Exercice libéral : Le programme commun de la CSMF et du SML

336 – Tout commence par une définition de l’exercice libéral « relookée », puisque n’y figurent plus les piliers du temple libéral de la charte de 1927, liberté d’installation, de prescription, etc., mais une référence à des qualifications professionnelles reconnues, la responsabilité personnelle financière et des actes, l’indépendance avec la liberté de s’organiser. L’entreprise médicale de demain doit avoir un statut juridique, déontologique et fiscal permettant un exercice collectif entre médecins et avec les autres professionnels de santé, avec « un nouveau cadre de rémunération pour une prise en charge coordonnée pluridisciplinaire » des patients.

La formation initiale doit comporter des modules d’enseignements spécifiques à l’exercice libéral, avec notamment la possibilité d’un internat en cabinet de ville ou en établissement privé, y compris pour les spécialités médicales et chirurgicales, et favoriser l’exercice mixte hospitalolibéral. Concernant la FMC et l’EPP, la CALM suggère un « séminaire fermé, réunissant le ministère, les Caisses et le syndicat avant la fin de l’année pour décider des mesures », et le financement du DPC par une part conventionnelle garantissant un fonctionnement paritaire. Oui à l’accréditation

périodique par la profession, « à condition de valoriser la démarche qualité et de créer de nouvelles passerelles permettant des évolutions de carrière ».

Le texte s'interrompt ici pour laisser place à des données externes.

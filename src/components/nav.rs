use wasm_bindgen::closure::Closure;
use wasm_bindgen::JsCast;
use yew::prelude::*;

use crate::content::{self, Language};
use crate::state::{NavAction, NavContext, Page, Section};

#[derive(Clone, Copy, PartialEq)]
enum NavTarget {
    Anchor(Section),
    Page(Page),
}

#[derive(Properties, PartialEq)]
pub struct BrandMarkProps {
    pub language: Language,
}

#[function_component(BrandMark)]
pub fn brand_mark(props: &BrandMarkProps) -> Html {
    html! {
        <div class="brand-mark">
            <div class="brand-logo">{"📈"}</div>
            <span class="brand-name gradient-text">{content::copy(props.language).brand_name}</span>
        </div>
    }
}

#[function_component(Nav)]
pub fn nav() -> Html {
    let nav = use_context::<NavContext>();
    let is_scrolled = use_state(|| false);

    {
        let is_scrolled = is_scrolled.clone();
        use_effect_with_deps(move |_| {
            let window = web_sys::window();
            let scroll_callback = Closure::wrap(Box::new(move || {
                if let Some(scroll_y) = web_sys::window().and_then(|w| w.scroll_y().ok()) {
                    is_scrolled.set(scroll_y > 16.0);
                }
            }) as Box<dyn FnMut()>);

            if let Some(window) = &window {
                let _ = window.add_event_listener_with_callback("scroll", scroll_callback.as_ref().unchecked_ref());
            }

            move || {
                if let Some(window) = window {
                    let _ = window.remove_event_listener_with_callback("scroll", scroll_callback.as_ref().unchecked_ref());
                }
            }
        }, ());
    }

    let Some(nav) = nav else {
        return html! {};
    };
    let copy = content::copy(nav.language);

    let go = |target: NavTarget| {
        let nav = nav.clone();
        Callback::from(move |e: MouseEvent| {
            e.prevent_default();
            match target {
                NavTarget::Anchor(section) => {
                    nav.dispatch(NavAction::ScrollToSection(section.anchor().to_string()))
                }
                NavTarget::Page(page) => nav.dispatch(NavAction::Navigate(page)),
            }
        })
    };

    let toggle_menu = {
        let nav = nav.clone();
        Callback::from(move |e: MouseEvent| {
            e.prevent_default();
            nav.dispatch(NavAction::ToggleMobileMenu);
        })
    };

    let collaborate = {
        let nav = nav.clone();
        Callback::from(move |e: MouseEvent| {
            e.prevent_default();
            nav.dispatch(NavAction::OpenContactDialog);
        })
    };

    let switch_language = {
        let nav = nav.clone();
        let next = nav.language.other();
        Callback::from(move |_: MouseEvent| nav.dispatch(NavAction::SetLanguage(next)))
    };

    let items = [
        (copy.nav_home, NavTarget::Anchor(Section::Home)),
        (copy.nav_about, NavTarget::Anchor(Section::About)),
        (copy.nav_services, NavTarget::Page(Page::Services)),
        (copy.nav_contact, NavTarget::Anchor(Section::Contact)),
    ];
    let is_active = |target: NavTarget| match target {
        NavTarget::Anchor(section) => nav.page == Page::Home && nav.section == section,
        NavTarget::Page(page) => nav.page == page,
    };

    let menu_class = if nav.mobile_menu_open {
        "nav-right mobile-menu-open"
    } else {
        "nav-right"
    };

    html! {
        <header class={classes!("top-nav", (*is_scrolled).then(|| "scrolled"))}>
            <div class="nav-content">
                {
                    if nav.page == Page::Home {
                        html! {
                            <a href="#home" class="nav-logo" onclick={go(NavTarget::Anchor(Section::Home))}>
                                <BrandMark language={nav.language} />
                            </a>
                        }
                    } else {
                        html! {
                            <button class="back-button" onclick={go(NavTarget::Page(Page::Home))}>
                                {"← "}{copy.back_home}
                            </button>
                        }
                    }
                }

                <button class="burger-menu" onclick={toggle_menu} aria-label="Menu">
                    { if nav.mobile_menu_open { "✕" } else { "☰" } }
                </button>
                <nav class={menu_class}>
                    { for items.iter().map(|(label, target)| html! {
                        <button
                            class={classes!("nav-link", is_active(*target).then(|| "active"))}
                            onclick={go(*target)}
                        >
                            {*label}
                        </button>
                    }) }
                    <button class="language-switch" onclick={switch_language} title="Language">
                        {nav.language.other().code()}
                    </button>
                    <button class="primary-button" onclick={collaborate}>
                        {copy.nav_collaborate}
                    </button>
                </nav>
            </div>
        </header>
    }
}
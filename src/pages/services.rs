use yew::prelude::*;

use crate::content::{self, ServicesTabCopy};
use crate::state::{NavAction, NavContext, ServicesTab};

#[derive(Properties, PartialEq)]
pub struct ImageCarouselProps {
    pub images: &'static [&'static str],
}

/// The image list is rendered twice so the CSS scroll animation can loop without a jump.
#[function_component(ImageCarousel)]
pub fn image_carousel(props: &ImageCarouselProps) -> Html {
    html! {
        <div class="carousel">
            <div class="carousel-track">
                { for props.images.iter().chain(props.images.iter()).enumerate().map(|(index, image)| html! {
                    <div class="carousel-item" key={index}>
                        <img src={*image} alt={format!("Service {}", index + 1)} loading="lazy" />
                    </div>
                }) }
            </div>
        </div>
    }
}

fn tab_body(tab: &ServicesTabCopy, on_cta: Callback<MouseEvent>) -> Html {
    let copy_block = html! {
        <div class="tab-copy">
            <div class="tab-heading">
                <div class="icon-circle">{tab.icon}</div>
                <h2>{tab.heading}</h2>
            </div>
            <p class="lead muted">{tab.lead}</p>
            <p class="muted">{tab.body}</p>
            if !tab.points.is_empty() {
                <ul class="points">
                    { for tab.points.iter().map(|point| html! { <li>{*point}</li> }) }
                </ul>
            }
            if let Some((quote, sub)) = tab.quote {
                <div class="callout">
                    <p class="callout-title">{quote}</p>
                    <p class="muted small">{sub}</p>
                </div>
            }
            <button class="primary-button large" onclick={on_cta}>{tab.cta}</button>
        </div>
    };
    let carousel = html! { <ImageCarousel images={tab.images} /> };

    html! {
        <div class="tab-grid slide-left">
            if tab.images_first {
                {carousel}
                {copy_block}
            } else {
                {copy_block}
                {carousel}
            }
        </div>
    }
}

#[function_component(Services)]
pub fn services() -> Html {
    let nav = use_context::<NavContext>();
    let Some(nav) = nav else {
        return html! {};
    };
    let copy = content::copy(nav.language);

    let select = |tab: ServicesTab| {
        let nav = nav.clone();
        Callback::from(move |_: MouseEvent| nav.dispatch(NavAction::SelectServicesTab(tab)))
    };
    let open_contact = {
        let nav = nav.clone();
        Callback::from(move |_: MouseEvent| nav.dispatch(NavAction::OpenContactDialog))
    };

    html! {
        <main class="services-page">
            <div class="container">
                <div class="page-title fade-in">
                    <h1>
                        {copy.services_page_title_lead}{" "}
                        <span class="gradient-text">{copy.services_page_title_highlight}</span>
                    </h1>
                    <p class="muted">{copy.services_subtitle}</p>
                </div>

                <div class="tabs" role="tablist">
                    { for copy.services_tabs.iter().map(|tab| html! {
                        <button
                            role="tab"
                            class={classes!("tab-trigger", (tab.tab == nav.services_tab).then(|| "active"))}
                            aria-selected={(tab.tab == nav.services_tab).to_string()}
                            onclick={select(tab.tab)}
                        >
                            <span>{tab.icon}</span>
                            <span>{tab.label}</span>
                        </button>
                    }) }
                </div>

                { tab_body(copy.services_tab(nav.services_tab), open_contact) }
            </div>
        </main>
    }
}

Un exercice collectif favorisé

Face à la judiciarisation croissante de la médecine, le DMP s’impose, ainsi qu’une messagerie professionnelle sécurisée, mais aussi le relèvement du plafond de garantie (3 à 10 millions d’euros) et l’extension de la couverture « assurancielle » des médecins au-delà des dix ans d’arrêt d’activité et l’interdiction de l’action récursive de l’ONIAM contre le praticien ou ses ayants droit au-delà de ce délai ou des garanties allouées. La Loi Kouchner doit être actualisée par la création d’un système « assurantiel » collectif mutualisé, et une procédure amiable préalable à tout contentieux doit être rendue obligatoire. Les référentiels doivent être professionnalisés avec une forte présence libérale au sein de l’HAS.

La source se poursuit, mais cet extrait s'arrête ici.